Tuesday, November 24, 2020

How legislation led to 80 women being freed from agunah status


Israeli rabbinical courts can now impose sanctions on get refusers from abroad, if they visit Israel.

The biannual conference of the standing committee of the Conference of European Rabbis was held online this year. Participating in the discussions was the head of the Knesset’s Regulatory Committee, MK Yaakov Asher of the United Torah Judaism party.

MK Asher praised the work of the Conference and told its President, Rabbi Pinchas Goldschmidt, that, “The amendment made to the laws regulating rabbinical courts in Israel that grants them legal authority in cases of agunot [women estranged from their husbands whose husbands refuse to divorce them -ed.] for women living outside Israel has led to 80 women being freed of their agunah status, from all over the world.”

He added that, “You, who proposed this important amendment, have brought honor to the Torah, and I consider this to be one of your most significant achievements. I was actually amazed and taken aback at how some Knesset members – those who love to raise the flag of democracy and women’s rights – chose to oppose this amendment, simply because in their eyes, it would have the ‘dreadful’ result of improving the standing of the rabbinical courts.”

The amendment to the law relating to husbands who refuse to give their wives a “get” (halakhic divorce) was passed two and a half years ago in the Knesset, and gave the Israeli rabbinical courts the authority to rule on cases of agunot living abroad, and to make use of various judicial means, including sanctions and punishment against the get refuser, in the event that he visited Israel.

Speaking at the conference, Rabbi Pinchas Goldschmidt described the legislative process he has been working on for the past few years: “From the day when Israel announced that it will not provide sanctuary for get refusers, 119 appeals were submitted to the rabbinical courts there. The result of those appeals was that 85 files were opened with restrictive orders placed on the husbands concerned, and 57 agunot received a get and were freed from their former status.”

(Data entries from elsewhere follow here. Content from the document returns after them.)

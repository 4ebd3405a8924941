use forge_engine::{synthesize_preview, SynthesisError};
use pretty_assertions::assert_eq;

fn entries(pairs: &[(&str, &str)]) -> Vec<(String, String)> {
    pairs
        .iter()
        .map(|(n, c)| (n.to_string(), c.to_string()))
        .collect()
}

#[test]
fn full_project_becomes_one_document() {
    let files = entries(&[
        ("index.html", "<p>hi</p>"),
        ("style.css", "p{color:red}"),
        ("script.js", "alert(1)"),
    ]);
    let doc = synthesize_preview(&files).unwrap();

    assert!(doc.starts_with("<!DOCTYPE html>"));
    assert!(doc.contains("<p>hi</p>"));
    assert_eq!(doc.matches("<style>").count(), 1);
    assert_eq!(doc.matches("<script>").count(), 1);
    assert!(doc.contains("/* --- style.css --- */"));
    assert!(doc.contains("p{color:red}"));
    assert!(doc.contains("/* --- script.js --- */"));
    assert!(doc.contains("alert(1)"));
}

#[test]
fn synthesis_is_deterministic() {
    let files = entries(&[
        ("index.html", "<html><head></head><body><p>x</p></body></html>"),
        ("a.css", "p{}"),
        ("b.js", "1+1"),
    ]);
    assert_eq!(
        synthesize_preview(&files).unwrap(),
        synthesize_preview(&files).unwrap()
    );
}

#[test]
fn stylesheet_links_are_stripped() {
    let files = entries(&[
        (
            "index.html",
            r#"<html><head><link rel="stylesheet" href="style.css"><LINK REL='STYLESHEET' HREF='other.css'></head><body></body></html>"#,
        ),
        ("style.css", "p{margin:0}"),
    ]);
    let doc = synthesize_preview(&files).unwrap();

    assert!(!doc.to_lowercase().contains("<link"));
    assert!(doc.contains("p{margin:0}"));
}

#[test]
fn css_and_js_concatenate_in_store_order() {
    let files = entries(&[
        ("index.html", "<html><head></head><body></body></html>"),
        ("first.css", "a{}"),
        ("second.css", "b{}"),
        ("first.js", "one()"),
        ("second.js", "two()"),
    ]);
    let doc = synthesize_preview(&files).unwrap();

    let first_css = doc.find("/* --- first.css --- */").unwrap();
    let second_css = doc.find("/* --- second.css --- */").unwrap();
    assert!(first_css < second_css);

    let first_js = doc.find("/* --- first.js --- */").unwrap();
    let second_js = doc.find("/* --- second.js --- */").unwrap();
    assert!(first_js < second_js);
}

#[test]
fn forced_layout_rule_precedes_project_css() {
    let files = entries(&[
        ("index.html", "<html><head></head><body></body></html>"),
        ("style.css", "body{height:10px}"),
    ]);
    let doc = synthesize_preview(&files).unwrap();

    let forced = doc.find("height: 100% !important").unwrap();
    let project = doc.find("body{height:10px}").unwrap();
    assert!(forced < project);
}

#[test]
fn style_lands_in_head_and_script_before_body_close() {
    let files = entries(&[
        ("index.html", "<html><head><title>t</title></head><body><p>x</p></body></html>"),
        ("a.js", "go()"),
    ]);
    let doc = synthesize_preview(&files).unwrap();

    let style = doc.find("<style>").unwrap();
    let head_close = doc.find("</head>").unwrap();
    assert!(style < head_close);

    let script = doc.find("<script>").unwrap();
    let body_close = doc.find("</body>").unwrap();
    assert!(doc.find("<p>x</p>").unwrap() < script);
    assert!(script < body_close);
}

#[test]
fn missing_entry_point_is_an_error() {
    let files = entries(&[("main.js", "alert(1)")]);
    assert_eq!(
        synthesize_preview(&files),
        Err(SynthesisError::MissingEntryPoint)
    );
}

Rabbi Goldschmidt noted that the appeals came from countries all over the world, including Mexico, Peru, the U.S., France, Turkey, and Great Britain.

“I received data from rabbinical courts in the UK, France, Moscow, Amsterdam, Germany, and Turkey, showing me that the amendment to the law had provided a solution for at least 23 women – and possibly many more, who relented from their stance out of fear of what would happen to them if they set foot in Israel,” he noted. “For the meantime, however, the amendment is only a temporary measure, to remain in place for the next three years – it should be made permanent,” he said.

MK Asher responded that discussions related to making the amendment a permanent addition to the law were already underway.

Also addressing the conference, Rabbi Aryeh Ralbag, head of the special rabbinical court for agunot and the head of the Agudat Harabbanim of the United States and Canada, said that “the tears of the agunot interceded for them before G-d.” He related several details of a particular case he was involved in, one that was resolved due to this amendment to the law.

“This case related to a Brooklyn resident who had, for the past decade or more, refused to give his wife a get. Over the years, five different rabbinical courts attempted to resolve the case, and the husband was issued with two separate ‘contempt of court’ rulings, one of which was signed by a very prominent Chassidic leader. Nonetheless, all these attempts failed. The man visited Israel several times, using forged passports. A year ago, we found out that the man was on his way to Israel to attend the wedding of his son. We traced him through three different airports and eventually tracked him down on a flight from Philadelphia to Israel.

“The moment he got off his flight, around an hour before Shabbat began, he was arrested and taken to jail,” Rabbi Ralbag continued. “On Saturday night, the day before the wedding, he was brought before the rabbinical court in Jerusalem where he once again refused to grant his wife a get. Instead, he tried to negotiate with the rabbis, saying that if they freed him to go to his son’s wedding, he would give his wife a get. The rabbinical court refused to release him, as he had several forged passports in his possession and there was a reasonable probability that he would flee once released. He sat in jail for four months, during which he was brought back to the rabbinical court several times, until finally, he broke and gave his wife the long-awaited get.”